I was encouraged today to make a script that would help with EXOS switches when admin password is lost (especially those with Python support but without one-time password login option, few versions in G1 release train). It was fun indeed and I’m looking for more.
There might be a problem when the admin password is forgotten and there is no failsafe account; moreover, in some older firmware versions (that yet support Python) there is no option for one-time password generated by GTAC. Rebooting the switch and loading factory defaults from bootrom is ok but it gives not only few minutes of downtime, we have to apply the config again. So I’ve made some silly play to even start with Python here and created a script which is responsible for creating default.xsf from the running configuration - all but the custom admin password.
cmdout_lines = exsh.clicmd("show conf",True).splitlines()
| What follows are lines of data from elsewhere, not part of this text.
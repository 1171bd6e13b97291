//! Sled tree layout and CBOR codec helpers
//!
//! Two trees: `inventory` keyed by the canonical `(category, type, size)`
//! triple so one category scans as one key range, and `holdings` keyed by
//! member id. Values are minicbor-encoded.

use sled::{Db, Tree};

use crate::error::EngineError;
use crate::holdings::MemberHoldings;
use crate::inventory::InventoryRecord;
use crate::vocab::{Category, fold};

pub const INVENTORY_TREE: &str = "inventory";
pub const HOLDINGS_TREE: &str = "holdings";

// unit separator keeps the segments unambiguous without escaping
const SEP: u8 = 0x1f;

pub fn open_trees(db: &Db) -> anyhow::Result<(Tree, Tree)> {
    let inventory = db.open_tree(INVENTORY_TREE)?;
    let holdings = db.open_tree(HOLDINGS_TREE)?;
    Ok((inventory, holdings))
}

/// Key prefix covering every record of one category.
pub fn category_prefix(category: Category) -> Vec<u8> {
    let mut key = category.key_tag().as_bytes().to_vec();
    key.push(SEP);
    key
}

/// Storage key for one `(category, type, size)` triple. The type segment is
/// folded so spelling drift inside a stored record never splits the range.
pub fn record_key(category: Category, item_type: &str, size: Option<&str>) -> Vec<u8> {
    let mut key = category_prefix(category);
    key.extend_from_slice(fold(item_type).as_bytes());
    key.push(SEP);
    key.extend_from_slice(size.map(str::trim).unwrap_or_default().as_bytes());
    key
}

pub fn decode_record(bytes: &[u8]) -> Result<InventoryRecord, EngineError> {
    minicbor::decode(bytes).map_err(|e| EngineError::Codec(e.to_string()))
}

pub fn decode_holdings(bytes: &[u8]) -> Result<MemberHoldings, EngineError> {
    minicbor::decode(bytes).map_err(|e| EngineError::Codec(e.to_string()))
}

/// Insert or overwrite an inventory record at its canonical key. This is the
/// administrative stock API's write path (and the tests' seeding path); the
/// engine itself only mutates quantities on existing records.
pub fn put_record(tree: &Tree, record: &InventoryRecord) -> anyhow::Result<Vec<u8>> {
    let key = record_key(record.category, &record.item_type, record.size.as_deref());
    tree.insert(key.as_slice(), minicbor::to_vec(record)?)?;
    Ok(key)
}

pub fn get_record(tree: &Tree, key: &[u8]) -> anyhow::Result<Option<InventoryRecord>> {
    match tree.get(key)? {
        Some(bytes) => Ok(Some(decode_record(&bytes)?)),
        None => Ok(None),
    }
}

pub fn load_holdings(tree: &Tree, member_id: &str) -> anyhow::Result<Option<MemberHoldings>> {
    match tree.get(member_id.as_bytes())? {
        Some(bytes) => Ok(Some(decode_holdings(&bytes)?)),
        None => Ok(None),
    }
}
target = open("/usr/local/cfg/default.xsf", "w+")
for line in cmdout_lines:
if not "configure account admin encrypted" in line:
The result is, when a switch is unconfigured, everything is back there immediately but the admin password is blank again. Outage duration is minimized to a reboot time and no manual intervention is needed after.
My next step will be turning this into a process that could redo default.xsf with some intervals.
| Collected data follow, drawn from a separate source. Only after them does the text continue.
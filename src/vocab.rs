//! Canonical uniform vocabulary and normalization of legacy category/type names
//!
//! Years of schema drift left the portal with renamed categories, merged and
//! split item types and free-form spellings. Everything entering the engine
//! passes through [`normalize`] first, so the rest of the crate only ever
//! sees the canonical vocabulary defined here. The tables are compiled in;
//! changing them is a code change, not runtime data.

use crate::error::EngineError;

/// The five canonical inventory categories.
#[derive(
    minicbor::Encode,
    minicbor::Decode,
    Debug,
    Clone,
    Copy,
    PartialEq,
    Eq,
    PartialOrd,
    Ord,
    Hash,
)]
pub enum Category {
    #[n(0)]
    UniformNo3,
    #[n(1)]
    UniformNo4,
    #[n(2)]
    AccessoriesNo3,
    #[n(3)]
    AccessoriesNo4,
    #[n(4)]
    Shirt,
}

/// Uniform generation an item belongs to.
#[derive(Debug, Clone, Copy, PartialEq, Eq)]
pub enum Generation {
    No3,
    No4,
}

impl Category {
    pub fn canonical_name(&self) -> &'static str {
        match self {
            Category::UniformNo3 => "Uniform No 3",
            Category::UniformNo4 => "Uniform No 4",
            Category::AccessoriesNo3 => "Accessories No 3",
            Category::AccessoriesNo4 => "Accessories No 4",
            Category::Shirt => "Shirt",
        }
    }

    /// Stable prefix used for storage keys, so one category scans as one
    /// key range.
    pub fn key_tag(&self) -> &'static str {
        match self {
            Category::UniformNo3 => "uniformno3",
            Category::UniformNo4 => "uniformno4",
            Category::AccessoriesNo3 => "accessoriesno3",
            Category::AccessoriesNo4 => "accessoriesno4",
            Category::Shirt => "shirt",
        }
    }

    pub fn is_main_uniform(&self) -> bool {
        matches!(self, Category::UniformNo3 | Category::UniformNo4)
    }

    pub fn generation(&self) -> Option<Generation> {
        match self {
            Category::UniformNo3 | Category::AccessoriesNo3 => Some(Generation::No3),
            Category::UniformNo4 | Category::AccessoriesNo4 => Some(Generation::No4),
            Category::Shirt => None,
        }
    }

    fn accessory_category(generation: Generation) -> Category {
        match generation {
            Generation::No3 => Category::AccessoriesNo3,
            Generation::No4 => Category::AccessoriesNo4,
        }
    }
}

/// A line item after alias resolution: canonical category, canonical type
/// and the accessory/main-item classification.
#[derive(Debug, Clone, PartialEq, Eq)]
pub struct NormalizedItem {
    pub category: Category,
    pub item_type: String,
    pub accessory: bool,
}

/// Case/whitespace/punctuation-insensitive folding used by every alias
/// lookup. "T-Shirt", "t shirt" and "TSHIRT" all fold to "tshirt";
/// "BAJU_NO_3_LELAKI" folds to "bajuno3lelaki".
pub fn fold(raw: &str) -> String {
    raw.chars()
        .filter(|c| c.is_ascii_alphanumeric())
        .map(|c| c.to_ascii_lowercase())
        .collect()
}

struct MainItemDef {
    canonical: &'static str,
    category: Category,
    // folded legacy spellings that must resolve to this type
    aliases: &'static [&'static str],
}

// Exact-match main-item list. This is evaluated before the accessory
// containment scan: "Beret" is a strict prefix of the accessory "Beret Pin",
// and a containment-only match would swallow the main item.
const MAIN_ITEMS: &[MainItemDef] = &[
    MainItemDef {
        canonical: "Baju No 3",
        category: Category::UniformNo3,
        // the gendered legacy split collapses to one stock type
        aliases: &["clothno3", "bajuno3lelaki", "bajuno3perempuan"],
    },
    MainItemDef {
        canonical: "Trousers No 3",
        category: Category::UniformNo3,
        aliases: &["seluarno3", "pantsno3"],
    },
    MainItemDef {
        canonical: "Beret",
        category: Category::UniformNo3,
        aliases: &[],
    },
    MainItemDef {
        canonical: "Boot",
        category: Category::UniformNo3,
        aliases: &["boots"],
    },
    MainItemDef {
        canonical: "Baju No 4",
        category: Category::UniformNo4,
        // two legacy names merged into the one No 4 type
        aliases: &["clothno4", "camouflageno4"],
    },
    MainItemDef {
        canonical: "Trousers No 4",
        category: Category::UniformNo4,
        aliases: &["seluarno4", "pantsno4"],
    },
    MainItemDef {
        canonical: "Hat",
        category: Category::UniformNo4,
        aliases: &[],
    },
    MainItemDef {
        canonical: "PVC Shoes",
        category: Category::UniformNo4,
        // stock was renamed from plain "Shoes" wholesale
        aliases: &["shoes"],
    },
    MainItemDef {
        canonical: "Digital Shirt",
        category: Category::Shirt,
        aliases: &["digital"],
    },
    MainItemDef {
        canonical: "Corporate Shirt",
        category: Category::Shirt,
        aliases: &["corporate"],
    },
];

struct AccessoryDef {
    canonical: &'static str,
    // None marks a dual-context accessory usable under either generation
    generation: Option<Generation>,
}

const ACCESSORIES: &[AccessoryDef] = &[
    AccessoryDef {
        canonical: "Beret Pin",
        generation: Some(Generation::No3),
    },
    AccessoryDef {
        canonical: "Lanyard",
        generation: Some(Generation::No3),
    },
    AccessoryDef {
        canonical: "Whistle",
        generation: Some(Generation::No3),
    },
    AccessoryDef {
        canonical: "Name Tag",
        generation: Some(Generation::No4),
    },
    AccessoryDef {
        canonical: "Boot Lace",
        generation: Some(Generation::No4),
    },
    AccessoryDef {
        canonical: "Apulet",
        generation: Some(Generation::No4),
    },
    AccessoryDef {
        canonical: "Belt",
        generation: None,
    },
    AccessoryDef {
        canonical: "Socks",
        generation: None,
    },
];

fn category_from_alias(folded: &str) -> Option<Category> {
    match folded {
        "uniformno3" | "no3uniform" | "uniform3" => Some(Category::UniformNo3),
        "uniformno4" | "no4uniform" | "uniform4" => Some(Category::UniformNo4),
        "accessoriesno3" | "accessoryno3" | "no3accessories" => Some(Category::AccessoriesNo3),
        "accessoriesno4" | "accessoryno4" | "no4accessories" => Some(Category::AccessoriesNo4),
        // "tshirt" is the legacy spelling of the current Shirt category
        "shirt" | "tshirt" => Some(Category::Shirt),
        _ => None,
    }
}

fn main_item_from_alias(folded_type: &str) -> Option<&'static MainItemDef> {
    MAIN_ITEMS
        .iter()
        .find(|def| fold(def.canonical) == folded_type || def.aliases.contains(&folded_type))
}

/// Generation named inside the type itself ("Belt No 3") wins over any
/// category-implied context.
fn generation_from_type(folded_type: &str) -> Option<Generation> {
    if folded_type.contains("no3") {
        Some(Generation::No3)
    } else if folded_type.contains("no4") {
        Some(Generation::No4)
    } else {
        None
    }
}

fn accessory_from_type(folded_type: &str) -> Option<&'static AccessoryDef> {
    if folded_type.is_empty() {
        return None;
    }
    // containment both ways: partial inputs like "Pin" match "Beret Pin",
    // and suffixed inputs like "Belt No 3" match "Belt"
    ACCESSORIES.iter().find(|def| {
        let known = fold(def.canonical);
        folded_type.contains(known.as_str()) || known.contains(folded_type)
    })
}

/// Resolve a raw (category, type) pair to the canonical vocabulary.
///
/// Fails with [`EngineError::InvalidCategory`] when the category matches
/// none of the five canonical categories or their historical aliases. Types
/// never fail: unknown type names pass through trimmed, classified by the
/// size resolver's keyword fallback.
pub fn normalize(raw_category: &str, raw_type: &str) -> Result<NormalizedItem, EngineError> {
    let supplied = category_from_alias(&fold(raw_category))
        .ok_or_else(|| EngineError::InvalidCategory(raw_category.trim().to_string()))?;

    let folded_type = fold(raw_type);

    // 1. exact main-item match, before any containment scan
    if let Some(def) = main_item_from_alias(&folded_type) {
        return Ok(NormalizedItem {
            // the type's home category wins over a drifted supplied one
            category: def.category,
            item_type: def.canonical.to_string(),
            accessory: false,
        });
    }

    // 2. accessory containment scan; legacy clients filed accessories under
    //    the main uniform categories, so the result always lands in an
    //    accessory category
    if let Some(def) = accessory_from_type(&folded_type) {
        let generation = generation_from_type(&folded_type)
            .or(def.generation)
            .or_else(|| supplied.generation())
            // context-less dual accessory: documented default, flagged for
            // product confirmation
            .unwrap_or(Generation::No3);

        let item_type = match def.generation {
            // dual-context accessories keep their generation in the name
            None => match generation {
                Generation::No3 => format!("{} No 3", def.canonical),
                Generation::No4 => format!("{} No 4", def.canonical),
            },
            Some(_) => def.canonical.to_string(),
        };

        return Ok(NormalizedItem {
            category: Category::accessory_category(generation),
            item_type,
            accessory: true,
        });
    }

    // 3. free-form custom type: keep the trimmed spelling under the supplied
    //    category
    Ok(NormalizedItem {
        category: supplied,
        item_type: raw_type.trim().to_string(),
        accessory: false,
    })
}

/// Folded canonical type of an already-stored record, for alias-variant
/// equality checks in the locator.
pub fn canonical_type_key(category: Category, item_type: &str) -> String {
    match normalize(category.canonical_name(), item_type) {
        Ok(item) => fold(&item.item_type),
        Err(_) => fold(item_type),
    }
}

#[cfg(test)]
mod tests {
    use super::*;

    #[test]
    fn legacy_tshirt_category_maps_to_shirt() {
        let item = normalize("T-Shirt", "Digital").unwrap();
        assert_eq!(item.category, Category::Shirt);
        assert_eq!(item.item_type, "Digital Shirt");
    }

    #[test]
    fn beret_is_a_main_item_not_the_pin() {
        // "Beret" is a prefix of the "Beret Pin" accessory; the exact list
        // has to win
        let item = normalize("Uniform No 3", "Beret").unwrap();
        assert!(!item.accessory);
        assert_eq!(item.item_type, "Beret");

        let pin = normalize("Uniform No 3", "Beret Pin").unwrap();
        assert!(pin.accessory);
        assert_eq!(pin.category, Category::AccessoriesNo3);
    }

    #[test]
    fn gendered_baju_variants_collapse() {
        let male = normalize("Uniform No 3", "BAJU_NO_3_LELAKI").unwrap();
        let female = normalize("Uniform No 3", "BAJU_NO_3_PEREMPUAN").unwrap();
        assert_eq!(male.item_type, "Baju No 3");
        assert_eq!(male, female);
    }

    #[test]
    fn accessory_under_uniform_category_reroutes() {
        let item = normalize("Uniform No 4", "Name Tag").unwrap();
        assert_eq!(item.category, Category::AccessoriesNo4);
    }

    #[test]
    fn dual_accessory_takes_suffix_over_category() {
        let item = normalize("Uniform No 4", "Belt No 3").unwrap();
        assert_eq!(item.category, Category::AccessoriesNo3);
        assert_eq!(item.item_type, "Belt No 3");
    }

    #[test]
    fn dual_accessory_defaults_to_category_generation() {
        let item = normalize("Uniform No 4", "Belt").unwrap();
        assert_eq!(item.category, Category::AccessoriesNo4);
        assert_eq!(item.item_type, "Belt No 4");
    }

    #[test]
    fn unknown_category_is_rejected() {
        let err = normalize("Formal Wear", "Baju No 3").unwrap_err();
        assert!(matches!(err, EngineError::InvalidCategory(_)));
    }
}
I’m issuing ‘rm default.xsf’ each time to just omit checking if the file exists.
If this could help anyone, I’m glad it did. If you have any comments how this could be improved (from functional perspective or from programming perspective - I’m not a software dev at all), I’d really appreciate them.
Perhaps it would be more elegant to create some API-based trigger to default the admin password remotely or set it to some another default-like string, but I don’t know if that is possible.